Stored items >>

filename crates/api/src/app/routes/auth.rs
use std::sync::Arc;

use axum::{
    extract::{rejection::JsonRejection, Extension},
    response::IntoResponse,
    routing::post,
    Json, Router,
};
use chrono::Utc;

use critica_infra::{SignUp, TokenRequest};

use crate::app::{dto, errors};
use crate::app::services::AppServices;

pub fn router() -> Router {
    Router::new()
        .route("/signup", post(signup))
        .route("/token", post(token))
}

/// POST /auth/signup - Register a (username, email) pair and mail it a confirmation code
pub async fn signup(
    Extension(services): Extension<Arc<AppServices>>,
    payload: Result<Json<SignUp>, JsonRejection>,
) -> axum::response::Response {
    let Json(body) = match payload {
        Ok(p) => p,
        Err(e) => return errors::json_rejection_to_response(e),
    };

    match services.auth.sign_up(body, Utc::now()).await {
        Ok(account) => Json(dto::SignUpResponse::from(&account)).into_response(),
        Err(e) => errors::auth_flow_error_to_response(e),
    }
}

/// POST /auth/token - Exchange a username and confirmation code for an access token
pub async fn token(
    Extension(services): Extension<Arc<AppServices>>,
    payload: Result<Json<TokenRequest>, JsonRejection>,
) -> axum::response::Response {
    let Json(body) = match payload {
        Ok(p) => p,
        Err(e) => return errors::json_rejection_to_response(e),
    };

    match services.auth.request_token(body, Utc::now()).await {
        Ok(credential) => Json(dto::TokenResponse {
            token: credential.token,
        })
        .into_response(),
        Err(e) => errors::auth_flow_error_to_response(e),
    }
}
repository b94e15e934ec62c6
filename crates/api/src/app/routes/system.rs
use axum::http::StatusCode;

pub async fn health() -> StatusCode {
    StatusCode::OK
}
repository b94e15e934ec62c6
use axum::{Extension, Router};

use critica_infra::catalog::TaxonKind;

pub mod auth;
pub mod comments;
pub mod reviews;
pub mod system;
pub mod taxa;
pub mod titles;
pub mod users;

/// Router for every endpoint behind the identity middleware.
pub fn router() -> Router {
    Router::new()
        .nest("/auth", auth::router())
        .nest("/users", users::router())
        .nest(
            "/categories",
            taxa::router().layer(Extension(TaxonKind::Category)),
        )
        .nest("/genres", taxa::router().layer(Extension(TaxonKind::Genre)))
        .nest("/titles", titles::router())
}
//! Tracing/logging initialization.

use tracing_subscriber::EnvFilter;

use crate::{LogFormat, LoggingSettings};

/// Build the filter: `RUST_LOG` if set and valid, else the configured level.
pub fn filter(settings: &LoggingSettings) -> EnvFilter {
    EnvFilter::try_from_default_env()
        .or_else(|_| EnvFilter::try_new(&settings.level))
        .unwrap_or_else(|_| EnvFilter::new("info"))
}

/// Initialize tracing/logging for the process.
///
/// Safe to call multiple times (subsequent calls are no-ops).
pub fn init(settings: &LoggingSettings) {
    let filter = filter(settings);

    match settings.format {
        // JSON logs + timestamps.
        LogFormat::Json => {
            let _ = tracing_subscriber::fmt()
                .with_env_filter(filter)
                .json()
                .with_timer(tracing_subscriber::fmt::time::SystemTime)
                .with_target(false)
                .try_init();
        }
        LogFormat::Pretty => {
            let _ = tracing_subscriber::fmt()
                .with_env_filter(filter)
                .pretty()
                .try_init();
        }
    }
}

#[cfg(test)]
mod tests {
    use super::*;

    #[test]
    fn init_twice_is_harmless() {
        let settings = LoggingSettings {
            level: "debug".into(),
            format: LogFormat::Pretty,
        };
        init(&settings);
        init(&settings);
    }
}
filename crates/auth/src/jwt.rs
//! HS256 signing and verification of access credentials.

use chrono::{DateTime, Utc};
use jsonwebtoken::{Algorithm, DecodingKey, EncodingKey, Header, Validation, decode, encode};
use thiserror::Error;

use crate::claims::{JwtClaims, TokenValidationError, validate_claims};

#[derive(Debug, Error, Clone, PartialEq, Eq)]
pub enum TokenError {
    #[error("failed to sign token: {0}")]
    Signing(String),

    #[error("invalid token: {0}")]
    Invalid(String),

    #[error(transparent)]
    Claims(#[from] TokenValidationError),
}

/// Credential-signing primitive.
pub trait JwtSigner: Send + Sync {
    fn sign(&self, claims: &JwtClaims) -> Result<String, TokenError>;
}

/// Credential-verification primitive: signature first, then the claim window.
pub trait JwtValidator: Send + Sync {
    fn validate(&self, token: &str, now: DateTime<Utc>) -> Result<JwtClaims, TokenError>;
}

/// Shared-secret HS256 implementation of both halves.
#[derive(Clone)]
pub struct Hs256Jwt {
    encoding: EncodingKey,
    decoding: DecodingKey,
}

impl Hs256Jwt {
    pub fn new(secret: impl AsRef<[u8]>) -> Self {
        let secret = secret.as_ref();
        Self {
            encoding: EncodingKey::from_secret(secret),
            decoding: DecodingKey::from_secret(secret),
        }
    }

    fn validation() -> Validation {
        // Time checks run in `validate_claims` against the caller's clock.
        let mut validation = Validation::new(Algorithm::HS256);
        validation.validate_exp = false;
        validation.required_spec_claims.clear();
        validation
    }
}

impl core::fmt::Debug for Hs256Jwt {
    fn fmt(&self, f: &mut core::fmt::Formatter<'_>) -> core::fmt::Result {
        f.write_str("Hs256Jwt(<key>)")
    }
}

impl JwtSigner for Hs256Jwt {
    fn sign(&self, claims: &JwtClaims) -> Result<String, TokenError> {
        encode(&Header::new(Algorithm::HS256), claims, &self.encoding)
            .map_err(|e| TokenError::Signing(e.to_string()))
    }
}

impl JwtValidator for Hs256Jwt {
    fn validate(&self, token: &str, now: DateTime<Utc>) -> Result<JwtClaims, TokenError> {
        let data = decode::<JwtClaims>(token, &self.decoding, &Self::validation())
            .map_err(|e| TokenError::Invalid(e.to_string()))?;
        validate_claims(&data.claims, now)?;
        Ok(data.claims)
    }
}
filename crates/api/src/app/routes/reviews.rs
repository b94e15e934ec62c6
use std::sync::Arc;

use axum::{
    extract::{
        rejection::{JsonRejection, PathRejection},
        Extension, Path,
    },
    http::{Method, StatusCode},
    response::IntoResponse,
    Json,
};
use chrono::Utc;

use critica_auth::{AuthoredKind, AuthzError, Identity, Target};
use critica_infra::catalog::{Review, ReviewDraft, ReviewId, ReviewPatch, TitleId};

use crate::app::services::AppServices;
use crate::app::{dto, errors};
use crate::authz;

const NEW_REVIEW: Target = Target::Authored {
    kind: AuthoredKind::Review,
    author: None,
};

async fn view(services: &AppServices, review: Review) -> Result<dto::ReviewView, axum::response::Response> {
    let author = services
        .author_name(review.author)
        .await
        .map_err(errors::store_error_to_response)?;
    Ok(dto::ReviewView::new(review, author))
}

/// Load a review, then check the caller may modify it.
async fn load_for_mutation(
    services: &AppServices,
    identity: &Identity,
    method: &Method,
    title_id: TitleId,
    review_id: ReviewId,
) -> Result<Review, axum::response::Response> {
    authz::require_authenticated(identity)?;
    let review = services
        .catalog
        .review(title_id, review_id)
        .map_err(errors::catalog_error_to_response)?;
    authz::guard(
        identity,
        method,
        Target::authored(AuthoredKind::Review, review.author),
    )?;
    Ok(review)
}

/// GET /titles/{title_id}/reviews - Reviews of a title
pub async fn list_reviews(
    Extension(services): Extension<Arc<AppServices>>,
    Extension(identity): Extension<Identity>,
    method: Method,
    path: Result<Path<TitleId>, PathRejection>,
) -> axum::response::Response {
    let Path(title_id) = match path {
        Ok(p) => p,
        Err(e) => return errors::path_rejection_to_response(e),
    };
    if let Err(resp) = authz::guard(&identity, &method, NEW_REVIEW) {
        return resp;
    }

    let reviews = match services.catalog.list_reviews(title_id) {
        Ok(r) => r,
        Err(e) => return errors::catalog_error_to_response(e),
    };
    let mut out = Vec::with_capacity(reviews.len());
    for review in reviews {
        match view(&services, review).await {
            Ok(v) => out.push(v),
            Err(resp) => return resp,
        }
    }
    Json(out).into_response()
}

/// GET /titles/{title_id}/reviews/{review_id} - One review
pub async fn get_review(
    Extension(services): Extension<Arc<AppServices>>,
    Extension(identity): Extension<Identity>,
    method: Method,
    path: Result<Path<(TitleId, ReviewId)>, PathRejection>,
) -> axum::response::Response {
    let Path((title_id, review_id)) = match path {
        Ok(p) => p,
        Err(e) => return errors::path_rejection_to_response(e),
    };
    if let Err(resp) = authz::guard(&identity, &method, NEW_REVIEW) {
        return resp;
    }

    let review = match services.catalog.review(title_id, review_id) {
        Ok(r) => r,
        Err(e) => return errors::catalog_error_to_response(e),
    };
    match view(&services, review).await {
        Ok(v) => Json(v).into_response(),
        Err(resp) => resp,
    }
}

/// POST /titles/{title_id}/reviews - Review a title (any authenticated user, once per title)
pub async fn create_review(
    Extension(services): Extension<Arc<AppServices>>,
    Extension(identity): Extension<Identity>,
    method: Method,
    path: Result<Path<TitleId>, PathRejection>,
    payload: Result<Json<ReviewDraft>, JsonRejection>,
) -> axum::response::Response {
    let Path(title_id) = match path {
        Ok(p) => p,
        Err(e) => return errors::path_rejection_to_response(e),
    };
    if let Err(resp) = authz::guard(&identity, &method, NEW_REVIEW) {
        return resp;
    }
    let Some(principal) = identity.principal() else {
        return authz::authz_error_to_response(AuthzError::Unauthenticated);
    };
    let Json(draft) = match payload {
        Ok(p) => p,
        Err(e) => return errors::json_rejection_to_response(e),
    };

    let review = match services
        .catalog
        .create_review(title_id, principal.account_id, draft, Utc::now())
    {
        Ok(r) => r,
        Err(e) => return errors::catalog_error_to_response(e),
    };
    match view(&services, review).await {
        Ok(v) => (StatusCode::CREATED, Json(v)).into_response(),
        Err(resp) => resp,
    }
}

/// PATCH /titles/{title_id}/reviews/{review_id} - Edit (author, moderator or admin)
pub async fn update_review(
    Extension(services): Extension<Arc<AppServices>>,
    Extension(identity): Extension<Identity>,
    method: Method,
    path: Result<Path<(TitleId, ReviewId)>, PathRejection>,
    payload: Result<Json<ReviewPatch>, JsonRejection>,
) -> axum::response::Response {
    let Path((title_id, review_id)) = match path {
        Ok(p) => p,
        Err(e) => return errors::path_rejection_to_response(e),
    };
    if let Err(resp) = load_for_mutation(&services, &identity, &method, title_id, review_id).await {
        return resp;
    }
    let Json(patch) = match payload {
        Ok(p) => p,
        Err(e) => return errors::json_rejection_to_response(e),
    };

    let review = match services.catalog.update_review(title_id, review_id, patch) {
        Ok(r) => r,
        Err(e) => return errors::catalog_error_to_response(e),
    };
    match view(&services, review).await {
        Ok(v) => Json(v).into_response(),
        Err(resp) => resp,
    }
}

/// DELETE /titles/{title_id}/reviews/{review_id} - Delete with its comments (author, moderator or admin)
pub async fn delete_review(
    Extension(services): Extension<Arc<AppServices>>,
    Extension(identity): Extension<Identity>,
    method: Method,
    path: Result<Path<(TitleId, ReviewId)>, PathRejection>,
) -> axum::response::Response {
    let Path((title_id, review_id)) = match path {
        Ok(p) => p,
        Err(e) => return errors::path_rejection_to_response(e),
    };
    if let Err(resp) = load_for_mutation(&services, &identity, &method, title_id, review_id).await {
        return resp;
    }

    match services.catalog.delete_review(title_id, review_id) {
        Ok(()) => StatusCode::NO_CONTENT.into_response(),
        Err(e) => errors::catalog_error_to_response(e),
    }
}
* * *
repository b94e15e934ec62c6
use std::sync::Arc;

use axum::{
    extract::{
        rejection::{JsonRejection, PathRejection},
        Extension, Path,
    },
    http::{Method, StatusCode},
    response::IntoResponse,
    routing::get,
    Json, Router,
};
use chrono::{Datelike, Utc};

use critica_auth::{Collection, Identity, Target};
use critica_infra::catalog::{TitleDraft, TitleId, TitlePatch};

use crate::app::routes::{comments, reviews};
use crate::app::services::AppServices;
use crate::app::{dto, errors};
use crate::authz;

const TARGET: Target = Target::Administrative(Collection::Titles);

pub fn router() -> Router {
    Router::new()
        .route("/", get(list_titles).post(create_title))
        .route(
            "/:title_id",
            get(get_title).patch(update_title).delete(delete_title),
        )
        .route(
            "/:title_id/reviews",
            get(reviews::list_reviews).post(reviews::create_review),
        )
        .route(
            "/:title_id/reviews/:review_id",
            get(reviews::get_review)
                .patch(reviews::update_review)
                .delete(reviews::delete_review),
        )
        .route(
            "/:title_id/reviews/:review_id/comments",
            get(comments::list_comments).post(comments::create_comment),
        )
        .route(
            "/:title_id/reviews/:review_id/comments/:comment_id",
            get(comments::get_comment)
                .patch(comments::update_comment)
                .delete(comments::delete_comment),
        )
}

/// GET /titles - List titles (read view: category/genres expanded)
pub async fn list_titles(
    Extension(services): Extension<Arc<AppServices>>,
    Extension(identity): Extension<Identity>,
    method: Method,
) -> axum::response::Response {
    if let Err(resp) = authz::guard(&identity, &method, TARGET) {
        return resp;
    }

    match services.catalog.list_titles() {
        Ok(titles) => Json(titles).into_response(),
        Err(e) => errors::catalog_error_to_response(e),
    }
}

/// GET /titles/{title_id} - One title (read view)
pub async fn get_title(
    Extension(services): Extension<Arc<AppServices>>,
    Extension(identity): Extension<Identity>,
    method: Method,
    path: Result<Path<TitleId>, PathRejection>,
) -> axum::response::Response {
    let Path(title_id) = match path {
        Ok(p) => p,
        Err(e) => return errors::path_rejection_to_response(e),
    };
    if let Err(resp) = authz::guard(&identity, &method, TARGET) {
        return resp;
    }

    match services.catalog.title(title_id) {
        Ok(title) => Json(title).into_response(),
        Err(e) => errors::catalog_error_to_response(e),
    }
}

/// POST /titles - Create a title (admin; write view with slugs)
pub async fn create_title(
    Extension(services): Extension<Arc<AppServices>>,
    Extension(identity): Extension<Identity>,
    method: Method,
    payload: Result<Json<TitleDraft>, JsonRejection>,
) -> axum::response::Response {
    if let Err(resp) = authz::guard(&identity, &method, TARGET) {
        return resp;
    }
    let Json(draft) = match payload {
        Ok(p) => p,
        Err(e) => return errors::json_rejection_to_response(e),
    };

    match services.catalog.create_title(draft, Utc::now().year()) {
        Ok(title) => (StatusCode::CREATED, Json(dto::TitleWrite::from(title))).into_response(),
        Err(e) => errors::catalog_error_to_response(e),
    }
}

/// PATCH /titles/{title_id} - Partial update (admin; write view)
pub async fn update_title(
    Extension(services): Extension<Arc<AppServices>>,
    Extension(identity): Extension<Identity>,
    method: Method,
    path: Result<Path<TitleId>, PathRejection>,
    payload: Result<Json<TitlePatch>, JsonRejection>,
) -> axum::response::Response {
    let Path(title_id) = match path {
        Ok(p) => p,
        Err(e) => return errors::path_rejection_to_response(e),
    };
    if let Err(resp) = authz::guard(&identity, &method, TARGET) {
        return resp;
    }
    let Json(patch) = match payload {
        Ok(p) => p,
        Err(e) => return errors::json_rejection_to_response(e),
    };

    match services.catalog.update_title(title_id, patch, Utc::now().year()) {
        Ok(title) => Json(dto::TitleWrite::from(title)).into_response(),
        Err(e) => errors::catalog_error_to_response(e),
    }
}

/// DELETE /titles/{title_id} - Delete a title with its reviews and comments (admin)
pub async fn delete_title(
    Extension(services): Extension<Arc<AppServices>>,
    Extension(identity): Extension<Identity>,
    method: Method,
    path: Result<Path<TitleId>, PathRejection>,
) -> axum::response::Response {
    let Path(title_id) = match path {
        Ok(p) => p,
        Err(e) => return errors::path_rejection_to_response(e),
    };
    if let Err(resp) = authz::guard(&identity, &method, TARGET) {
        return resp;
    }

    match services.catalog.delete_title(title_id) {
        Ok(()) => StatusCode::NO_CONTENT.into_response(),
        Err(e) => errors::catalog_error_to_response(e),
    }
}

What this task involves >> If a line above holds "JsonRejection", count it; say how many such lines there are and nothing else.

Response to the exercise >> 9